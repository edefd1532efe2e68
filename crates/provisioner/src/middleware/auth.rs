//! Authentication middleware for protected routes.
//!
//! Takes the session token from the `Authorization` cookie (where signup
//! clients store it) or from an `Authorization: Bearer` header, validates it
//! and resolves its subject to a live user. Every failure produces the same
//! 401 response.

use crate::credentials::{AuthFailure, TokenValidator};
use crate::errors::PipelineError;
use crate::models::UserId;
use axum::{
    extract::{Request, State},
    http::{header, HeaderMap},
    middleware::Next,
    response::IntoResponse,
};
use chrono::Utc;
use std::sync::Arc;
use tracing::instrument;

/// Cookie carrying the session token.
pub const AUTH_COOKIE_NAME: &str = "Authorization";

/// State for the authentication middleware.
#[derive(Clone)]
pub struct AuthState {
    pub validator: TokenValidator,
}

/// The user a request was authenticated as, stored in request extensions.
#[derive(Debug, Clone, PartialEq, Eq)]
pub struct AuthenticatedUser {
    pub user_id: UserId,
    pub email: String,
}

/// Authentication middleware that validates session tokens.
///
/// # Response
///
/// - 401 Unauthorized if the token is missing, invalid, expired or its user is gone
/// - 503 if the user store is unavailable
/// - Otherwise continues with [`AuthenticatedUser`] in extensions
#[instrument(skip_all, name = "provisioner.middleware.auth")]
pub async fn require_auth(
    State(state): State<Arc<AuthState>>,
    mut req: Request,
    next: Next,
) -> Result<impl IntoResponse, PipelineError> {
    let token = extract_token(req.headers()).ok_or_else(|| {
        tracing::debug!(target: "provisioner.credentials", "Missing session token");
        PipelineError::Invalid(AuthFailure::MalformedToken)
    })?;

    let user = state.validator.authenticate(&token, Utc::now()).await?;

    req.extensions_mut().insert(AuthenticatedUser {
        user_id: user.user_id,
        email: user.email,
    });

    Ok(next.run(req).await)
}

/// Cookie first, then bearer header.
fn extract_token(headers: &HeaderMap) -> Option<String> {
    let from_cookie = headers
        .get_all(header::COOKIE)
        .iter()
        .filter_map(|value| value.to_str().ok())
        .flat_map(|value| value.split(';'))
        .filter_map(|pair| pair.trim().split_once('='))
        .find(|(name, _)| *name == AUTH_COOKIE_NAME)
        .map(|(_, value)| value.trim().to_string());

    from_cookie.filter(|t| !t.is_empty()).or_else(|| {
        headers
            .get(header::AUTHORIZATION)
            .and_then(|h| h.to_str().ok())
            .and_then(|h| h.strip_prefix("Bearer "))
            .map(|t| t.trim().to_string())
            .filter(|t| !t.is_empty())
    })
}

******************************

▶ _What is expected_: Would you print each line of the listing again, unaltered?

▶ _Final answer_:
repository edefd1532efe2e68
filename crates/provisioner/src/middleware/auth.rs
//! Authentication middleware for protected routes.
//!
//! Takes the session token from the `Authorization` cookie (where signup
//! clients store it) or from an `Authorization: Bearer` header, validates it
//! and resolves its subject to a live user. Every failure produces the same
//! 401 response.

use crate::credentials::{AuthFailure, TokenValidator};
use crate::errors::PipelineError;
use crate::models::UserId;
use axum::{
    extract::{Request, State},
    http::{header, HeaderMap},
    middleware::Next,
    response::IntoResponse,
};
use chrono::Utc;
use std::sync::Arc;
use tracing::instrument;

/// Cookie carrying the session token.
pub const AUTH_COOKIE_NAME: &str = "Authorization";

/// State for the authentication middleware.
#[derive(Clone)]
pub struct AuthState {
    pub validator: TokenValidator,
}

/// The user a request was authenticated as, stored in request extensions.
#[derive(Debug, Clone, PartialEq, Eq)]
pub struct AuthenticatedUser {
    pub user_id: UserId,
    pub email: String,
}

/// Authentication middleware that validates session tokens.
///
/// # Response
///
/// - 401 Unauthorized if the token is missing, invalid, expired or its user is gone
/// - 503 if the user store is unavailable
/// - Otherwise continues with [`AuthenticatedUser`] in extensions
#[instrument(skip_all, name = "provisioner.middleware.auth")]
pub async fn require_auth(
    State(state): State<Arc<AuthState>>,
    mut req: Request,
    next: Next,
) -> Result<impl IntoResponse, PipelineError> {
    let token = extract_token(req.headers()).ok_or_else(|| {
        tracing::debug!(target: "provisioner.credentials", "Missing session token");
        PipelineError::Invalid(AuthFailure::MalformedToken)
    })?;

    let user = state.validator.authenticate(&token, Utc::now()).await?;

    req.extensions_mut().insert(AuthenticatedUser {
        user_id: user.user_id,
        email: user.email,
    });

    Ok(next.run(req).await)
}

/// Cookie first, then bearer header.
fn extract_token(headers: &HeaderMap) -> Option<String> {
    let from_cookie = headers
        .get_all(header::COOKIE)
        .iter()
        .filter_map(|value| value.to_str().ok())
        .flat_map(|value| value.split(';'))
        .filter_map(|pair| pair.trim().split_once('='))
        .find(|(name, _)| *name == AUTH_COOKIE_NAME)
        .map(|(_, value)| value.trim().to_string());

    from_cookie.filter(|t| !t.is_empty()).or_else(|| {
        headers
            .get(header::AUTHORIZATION)
            .and_then(|h| h.to_str().ok())
            .and_then(|h| h.strip_prefix("Bearer "))
            .map(|t| t.trim().to_string())
            .filter(|t| !t.is_empty())
    })
}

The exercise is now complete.